こうした日本国内の芸能プロダクション会社は、立ち上げたからと言って、すぐにフィリピン人タレントを国内に招聘できるわけではない。社内に経験者(同じ業態のプロダクション会社に3年以上勤務していた経歴)がいること、従業員数も一定人数いなければならない等の制約がある。
元公設秘書は、こういった手続もとらずに、チャリティーコンサートとしてフィリピン女性を呼び、客席に着かせていたのだから(元秘書から言わせると、チャリティーコンサートの合間の時間に、客と話をして時間をつぶしていたということになるのだろうが)、ひどい。
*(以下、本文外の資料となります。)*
//! Wire codec for device requests and responses.
//!
//! Outbound: a [`Command`] becomes one contiguous JSON message; the caller
//! writes it in a single transport write. Inbound classification is
//! deliberately loose, because the firmware contract is informal and assumed
//! fixed:
//!
//! - Simple commands succeed iff the literal substring `"OK"` occurs
//!   anywhere in the raw reply bytes. There is no structured failure body.
//! - `get_data` replies with a JSON object
//!   `{"tokens": [{"name": ..., "secret": [bytes...]}, ...]}`. Anything that
//!   does not parse to that schema is a terminal [`ProtocolError::MalformedPayload`]
//!   for the call; the codec never retries.
//!
//! This substring-presence ack semantic is part of the device contract and
//! must not be "upgraded" to structured status codes.

use serde::Deserialize;
use thiserror::Error;
use tracing::debug;

use crate::domain::token::Token;
use crate::protocol::command::{Command, ACK_MARKER};

/// Errors that can occur while encoding a command or decoding a reply.
#[derive(Debug, Error)]
pub enum ProtocolError {
    /// The command could not be serialized. Should not happen for any
    /// well-formed [`Command`]; surfaced rather than panicking.
    #[error("failed to encode command: {0}")]
    Encode(#[source] serde_json::Error),

    /// The reply to `get_data` could not be parsed or violated the schema.
    #[error("malformed device payload: {0}")]
    MalformedPayload(String),
}

/// Result of classifying a raw reply to an ack/nack-style command.
#[derive(Debug, Clone, Copy, PartialEq, Eq)]
pub enum AckStatus {
    /// The reply contained the success marker.
    Ack,
    /// Anything else, including an empty reply.
    Nack,
}

/// Schema of the `get_data` reply.
#[derive(Deserialize)]
struct DataPayload {
    tokens: Vec<Token>,
}

/// Encodes a [`Command`] as a single JSON wire message.
///
/// No length prefix or terminator is added; the message is intended for one
/// contiguous transport write.
///
/// # Errors
///
/// Returns [`ProtocolError::Encode`] if serialization fails.
pub fn encode_command(command: &Command) -> Result<Vec<u8>, ProtocolError> {
    serde_json::to_vec(command).map_err(ProtocolError::Encode)
}

/// Classifies a raw reply as ack or nack.
///
/// Success iff [`ACK_MARKER`] occurs anywhere in `raw`. The device is
/// authoritative; no other structure is assumed.
pub fn decode_ack(raw: &[u8]) -> AckStatus {
    let matched = raw.windows(ACK_MARKER.len()).any(|w| w == ACK_MARKER);
    if matched {
        AckStatus::Ack
    } else {
        AckStatus::Nack
    }
}

/// Decodes a `get_data` reply into the device's token set.
///
/// Each `secret` element must be an integer in `[0, 255]`.
///
/// # Errors
///
/// Returns [`ProtocolError::MalformedPayload`] if the bytes are not valid
/// JSON for the expected schema.
pub fn decode_data(raw: &[u8]) -> Result<Vec<Token>, ProtocolError> {
    let payload: DataPayload = serde_json::from_slice(raw).map_err(|e| {
        debug!("get_data payload failed to parse: {e}");
        ProtocolError::MalformedPayload(e.to_string())
    })?;
    Ok(payload.tokens)
}

// ── Tests ─────────────────────────────────────────────────────────────────────
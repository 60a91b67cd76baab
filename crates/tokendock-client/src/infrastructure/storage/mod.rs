//! Persistence adapters. The device owns all durable token state; the only
//! thing the client keeps on disk is its own connection configuration.

pub mod config;
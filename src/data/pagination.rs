//! Pagination and category filtering over an in-memory collection.
//!
//! # Algorithm
//! ```text
//! raw page/limit → leading-integer parse → reject < 1
//!     → optional case-insensitive category filter (empty → 404)
//!     → total_pages = ceil(total / limit)
//!     → reject page > total_pages
//!     → slice [(page - 1) * limit, page * limit)
//! ```
//!
//! The engine is pure: no I/O, no shared state, safe to call concurrently.

use serde::Serialize;
use serde_json::Value;
use thiserror::Error;

use crate::error::ApiError;

/// Page number used when the query omits `page`.
pub const DEFAULT_PAGE: i64 = 1;

/// Page size used when the query omits `limit`.
pub const DEFAULT_LIMIT: i64 = 10;

/// Records that can be filtered by category.
pub trait Categorized {
    /// The record's category, if it has one.
    fn category(&self) -> Option<&str>;
}

/// Upstream entries carry their category under `Category`.
impl Categorized for Value {
    fn category(&self) -> Option<&str> {
        self.get("Category").and_then(Value::as_str)
    }
}

/// Raw pagination input, exactly as it arrived on the query string.
#[derive(Debug, Clone, Default)]
pub struct PageRequest {
    pub page: Option<String>,
    pub limit: Option<String>,
    pub category: Option<String>,
}

/// One page of filtered results.
#[derive(Debug, Clone, PartialEq, Serialize)]
#[serde(rename_all = "camelCase")]
pub struct Page<T> {
    /// Items in this page.
    pub count: usize,
    /// Items after filtering.
    pub total: usize,
    pub page: usize,
    pub total_pages: usize,
    pub data: Vec<T>,
}

/// Reasons a page cannot be produced.
#[derive(Debug, Clone, PartialEq, Eq, Error)]
pub enum PageError {
    #[error("Page number and limit must be positive integers")]
    InvalidBounds,

    #[error("No data found for the specified category")]
    CategoryNotFound,

    #[error("Page number exceeds total number of pages")]
    PageOutOfRange,
}

impl From<PageError> for ApiError {
    fn from(err: PageError) -> Self {
        match err {
            PageError::CategoryNotFound => ApiError::NotFound(err.to_string()),
            PageError::InvalidBounds | PageError::PageOutOfRange => {
                ApiError::InvalidArgument(err.to_string())
            }
        }
    }
}

/// Filter `entries` by the request's category and return the requested page.
pub fn paginate<T: Categorized>(entries: Vec<T>, request: &PageRequest) -> Result<Page<T>, PageError> {
    let page = coerce_positive(request.page.as_deref(), DEFAULT_PAGE)?;
    let limit = coerce_positive(request.limit.as_deref(), DEFAULT_LIMIT)?;

    let filtered: Vec<T> = match request.category.as_deref().filter(|c| !c.is_empty()) {
        Some(category) => {
            let wanted = category.to_lowercase();
            let matching: Vec<T> = entries
                .into_iter()
                .filter(|entry| {
                    entry
                        .category()
                        .map(|c| c.to_lowercase() == wanted)
                        .unwrap_or(false)
                })
                .collect();
            if matching.is_empty() {
                return Err(PageError::CategoryNotFound);
            }
            matching
        }
        None => entries,
    };

    let total = filtered.len();
    let total_pages = total.div_ceil(limit);

    // An empty unfiltered collection has zero pages, so page 1 is rejected too.
    if page > total_pages {
        return Err(PageError::PageOutOfRange);
    }

    let start = (page - 1).saturating_mul(limit);
    let data: Vec<T> = filtered.into_iter().skip(start).take(limit).collect();

    Ok(Page {
        count: data.len(),
        total,
        page,
        total_pages,
        data,
    })
}

/// Resolve an optional raw value to an integer >= 1.
fn coerce_positive(raw: Option<&str>, default: i64) -> Result<usize, PageError> {
    let value = match raw {
        None => default,
        Some(raw) => parse_leading_int(raw).ok_or(PageError::InvalidBounds)?,
    };
    if value < 1 {
        return Err(PageError::InvalidBounds);
    }
    usize::try_from(value).map_err(|_| PageError::InvalidBounds)
}

/// Parse the leading integer of `input`: optional whitespace, optional sign,
/// then digits. Anything after the digits is ignored (`"3abc"` → 3).
fn parse_leading_int(input: &str) -> Option<i64> {
    let trimmed = input.trim_start();
    let (negative, rest) = match trimmed.as_bytes().first()? {
        b'-' => (true, &trimmed[1..]),
        b'+' => (false, &trimmed[1..]),
        _ => (false, trimmed),
    };
    let digits_len = rest.bytes().take_while(u8::is_ascii_digit).count();
    if digits_len == 0 {
        return None;
    }
    // Overflowing input saturates; it is rejected or clamped by the caller.
    let magnitude = rest[..digits_len].parse::<i64>().unwrap_or(i64::MAX);
    Some(if negative { -magnitude } else { magnitude })
}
新聞記事からは、店舗から報酬を受けていたかどうかは不明であるが、報酬を受けていたら特定非営利活動法人の活動としては問題があろう。さらには脱税の可能性も検討対象に入ってくる。

フィリピンパブより、研修生制度のほうが問題が大きい

日本はしばしば、建前と現実の違いが大手を振ってまかり通ることが多い。
パチンコで勝てば特殊景品という金の延べ板がもらえ、これを景品交換所で現金化するというシステムも、合法でまかり通っている。
フィリピンパブもその類だ。ただ、建前があるから、時々、警察が入管法違反で経営者を逮捕し、お茶を濁している。
しかしフィリピンパブがあって、困っている人間はどこにもいない。経営者も、客も、ホステスもそれぞれ満足をしている。むしろ、行政に取り締まってほしいのは、技能研修なる制度だ。建前は、発展途上国からきた研修生に技能訓練をして、本国でその技能を活用した職についてもらうということになっているが、実際は、海外から低賃金労働者を呼ぶだけの手段に過ぎない。研修生は研修をしていて、労働をしていないという建前なので、労働基準法が適用されず、賃金ではなく手当を支払うことになり、当然雇用保険はなく、最低賃金制も適用されない。実際工場では、技能研修などはさせず、単純労働に就かせている。研修生の多くは中国人だが、多くは三年間研修するという誓約書を書かされ、保証金を積んでくる。途中で逃げれば巨額の保証金は没収される。中には、タコ部屋的取り扱いまでしているところまであり、時折新聞でも報道されている。
※追補 現在は外国人技能研修生にも労働法が適用されるようになっています。